Qutiro – GIF decision details

The Chief Pharmaceutical Inspector released a message containing more information about the suspended drug: Qutiro 5mg/100ml, tirofiban (as tirofiban hydrochloride) infusion 5mg/100ml

• packaging: 100 ml,

• batch number: GL23G-03, expiration date: 30/06/2025,

• responsible entity: QUESTUS PHARMA PRIVATE LIMITED based in India;

• entity that has obtained consent to temporarily admit the above-mentioned product to trading. medicinal product:

• Genesis Pharm sp. z o. o. limited partnership, ul. Obywatelska 128/152, 94-104 Łódź.

Why has Qutiro been suspended?

The Provincial Pharmaceutical Inspector sent a report to GIF about a suspected quality defect of the indicated medicinal product. Adverse reactions such as chills and chest pain were observed in eight hospitalized patients who took the drug. On this basis, it was concluded that Qutiro probably did not meet its quality requirements and was contaminated. Therefore, its use poses a real threat to the health and life of patients.
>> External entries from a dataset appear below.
//! Axum route handlers for the drafting API.
//!
//! Text endpoints return the model's prose as JSON. The `-pdf` / `-doc`
//! variants draft first, then render `"<projectName>\n\n<draft>"`.

use axum::{
    extract::{rejection::JsonRejection, State},
    Json,
};
use serde::{Deserialize, Serialize};

use crate::errors::AppError;
use crate::generation::requester::{generate_agreement, generate_proposal};
use crate::models::brief::{AgreementBrief, ProjectBrief};
use crate::models::document::DocumentKind;
use crate::models::letterhead::Letterhead;
use crate::models::present;
use crate::render::handlers::{render_download, DownloadOptions};
use crate::routes::download::{require_fields, DocumentDownload};
use crate::state::AppState;

// ────────────────────────────────────────────────────────────────────────────
// Request / Response types
// ────────────────────────────────────────────────────────────────────────────

#[derive(Debug, Deserialize)]
#[serde(rename_all = "camelCase")]
pub struct ProposalRequest {
    pub project_details: Option<String>,
    pub project_name: Option<String>,
    pub pricing: Option<String>,
    pub extra_details: Option<String>,
    pub filename: Option<String>,
    pub title: Option<String>,
    pub letterhead: Option<Letterhead>,
}

#[derive(Debug, Deserialize)]
#[serde(rename_all = "camelCase")]
pub struct AgreementRequest {
    pub project_details: Option<String>,
    pub project_name: Option<String>,
    pub pricing: Option<String>,
    pub party_a: Option<String>,
    pub party_b: Option<String>,
    pub extra_details: Option<String>,
    pub filename: Option<String>,
    pub title: Option<String>,
    pub letterhead: Option<Letterhead>,
}

#[derive(Debug, Serialize)]
pub struct DraftResponse {
    pub success: bool,
    pub message: &'static str,
    pub data: String,
}

impl ProposalRequest {
    /// Validates the required fields and builds the brief from trimmed values.
    pub fn brief(&self) -> Result<ProjectBrief, AppError> {
        let project_details = present(&self.project_details);
        let project_name = present(&self.project_name);
        let pricing = present(&self.pricing);
        require_fields(&[
            ("projectDetails", project_details),
            ("projectName", project_name),
            ("pricing", pricing),
        ])?;

        Ok(ProjectBrief {
            project_name: project_name.unwrap_or_default().to_string(),
            project_details: project_details.unwrap_or_default().to_string(),
            pricing: pricing.unwrap_or_default().to_string(),
            extra_details: present(&self.extra_details).map(str::to_string),
        })
    }
}

impl AgreementRequest {
    pub fn brief(&self) -> Result<AgreementBrief, AppError> {
        let project_details = present(&self.project_details);
        let project_name = present(&self.project_name);
        let pricing = present(&self.pricing);
        let party_a = present(&self.party_a);
        let party_b = present(&self.party_b);
        require_fields(&[
            ("projectDetails", project_details),
            ("projectName", project_name),
            ("pricing", pricing),
            ("partyA", party_a),
            ("partyB", party_b),
        ])?;

        Ok(AgreementBrief {
            project: ProjectBrief {
                project_name: project_name.unwrap_or_default().to_string(),
                project_details: project_details.unwrap_or_default().to_string(),
                pricing: pricing.unwrap_or_default().to_string(),
                extra_details: present(&self.extra_details).map(str::to_string),
            },
            party_a: party_a.unwrap_or_default().to_string(),
            party_b: party_b.unwrap_or_default().to_string(),
        })
    }
}

/// Body of an end-to-end document: the project name, a blank line, the draft.
fn titled_body(project_name: &str, draft: &str) -> String {
    format!("{project_name}\n\n{draft}")
}

// ────────────────────────────────────────────────────────────────────────────
// Text endpoints
// ────────────────────────────────────────────────────────────────────────────

/// POST /api/generate-proposal
pub async fn handle_generate_proposal(
    State(state): State<AppState>,
    payload: Result<Json<ProposalRequest>, JsonRejection>,
) -> Result<Json<DraftResponse>, AppError> {
    let Json(request) = payload?;
    let brief = request.brief()?;

    let data = generate_proposal(
        state.generator.as_ref(),
        &brief,
        state.config.empty_completion_policy,
    )
    .await
    .map_err(|e| AppError::upstream("Failed to generate proposal", e))?;

    Ok(Json(DraftResponse {
        success: true,
        message: "Proposal generated successfully",
        data,
    }))
}

/// POST /api/generate-agreement
pub async fn handle_generate_agreement(
    State(state): State<AppState>,
    payload: Result<Json<AgreementRequest>, JsonRejection>,
) -> Result<Json<DraftResponse>, AppError> {
    let Json(request) = payload?;
    let brief = request.brief()?;

    let data = generate_agreement(
        state.generator.as_ref(),
        &brief,
        state.config.empty_completion_policy,
    )
    .await
    .map_err(|e| AppError::upstream("Failed to generate agreement", e))?;

    Ok(Json(DraftResponse {
        success: true,
        message: "Agreement generated successfully",
        data,
    }))
}

// ────────────────────────────────────────────────────────────────────────────
// End-to-end document endpoints
// ────────────────────────────────────────────────────────────────────────────

/// POST /api/generate-proposal-pdf
pub async fn handle_generate_proposal_pdf(
    State(state): State<AppState>,
    payload: Result<Json<ProposalRequest>, JsonRejection>,
) -> Result<DocumentDownload, AppError> {
    let Json(request) = payload?;
    proposal_document(&state, request, DocumentKind::Pdf, "Failed to generate proposal PDF")
        .await
}

/// POST /api/generate-proposal-doc
pub async fn handle_generate_proposal_doc(
    State(state): State<AppState>,
    payload: Result<Json<ProposalRequest>, JsonRejection>,
) -> Result<DocumentDownload, AppError> {
    let Json(request) = payload?;
    proposal_document(&state, request, DocumentKind::Docx, "Failed to generate proposal DOC")
        .await
}

/// POST /api/generate-agreement-pdf
pub async fn handle_generate_agreement_pdf(
    State(state): State<AppState>,
    payload: Result<Json<AgreementRequest>, JsonRejection>,
) -> Result<DocumentDownload, AppError> {
    let Json(request) = payload?;
    agreement_document(&state, request, DocumentKind::Pdf, "Failed to generate agreement PDF")
        .await
}

/// POST /api/generate-agreement-doc
pub async fn handle_generate_agreement_doc(
    State(state): State<AppState>,
    payload: Result<Json<AgreementRequest>, JsonRejection>,
) -> Result<DocumentDownload, AppError> {
    let Json(request) = payload?;
    agreement_document(&state, request, DocumentKind::Docx, "Failed to generate agreement DOC")
        .await
}

async fn proposal_document(
    state: &AppState,
    request: ProposalRequest,
    kind: DocumentKind,
    failure_message: &str,
) -> Result<DocumentDownload, AppError> {
    let brief = request.brief()?;
    let draft = generate_proposal(
        state.generator.as_ref(),
        &brief,
        state.config.empty_completion_policy,
    )
    .await
    .map_err(|e| AppError::upstream(failure_message, e))?;

    render_download(
        state,
        titled_body(&brief.project_name, &draft),
        DownloadOptions {
            kind,
            filename: present(&request.filename),
            default_filename: "proposal",
            title: present(&request.title),
            letterhead: request.letterhead,
            failure_message,
        },
    )
    .await
}

async fn agreement_document(
    state: &AppState,
    request: AgreementRequest,
    kind: DocumentKind,
    failure_message: &str,
) -> Result<DocumentDownload, AppError> {
    let brief = request.brief()?;
    let draft = generate_agreement(
        state.generator.as_ref(),
        &brief,
        state.config.empty_completion_policy,
    )
    .await
    .map_err(|e| AppError::upstream(failure_message, e))?;

    render_download(
        state,
        titled_body(&brief.project.project_name, &draft),
        DownloadOptions {
            kind,
            filename: present(&request.filename),
            default_filename: "agreement",
            title: present(&request.title),
            letterhead: request.letterhead,
            failure_message,
        },
    )
    .await
}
“The ground for suspending the trade in a medicinal product is therefore a justified suspicion that the product does not meet the requirements set for it. However, there is no doubt that the side effects occurring in patients after administration of the medicinal product (…) justify the suspicion of irregularities in the quality of this medicinal product. Additionally, clarifying and verifying activities undertaken by the hospital staff, i.e. blood cultures of patients in which the presence of Klebsiella Pneumoniae ESBL bacteria was confirmed and that microbiological purity tests in the field of staff hand hygiene, environmental tests: surfaces of equipment, tools and materials did not reveal any the presence of Klebsiella Pneumoniae ESBL bacteria constitute an additional circumstance indicating a potential quality defect of the medicinal product,” we read in the announcement of the Chief Pharmaceutical Inspector.

GIF, taking into account the health and life of patients, decided to suspend the sale of Qutiro throughout the country until further investigation is carried out. The decision was made immediately enforceable.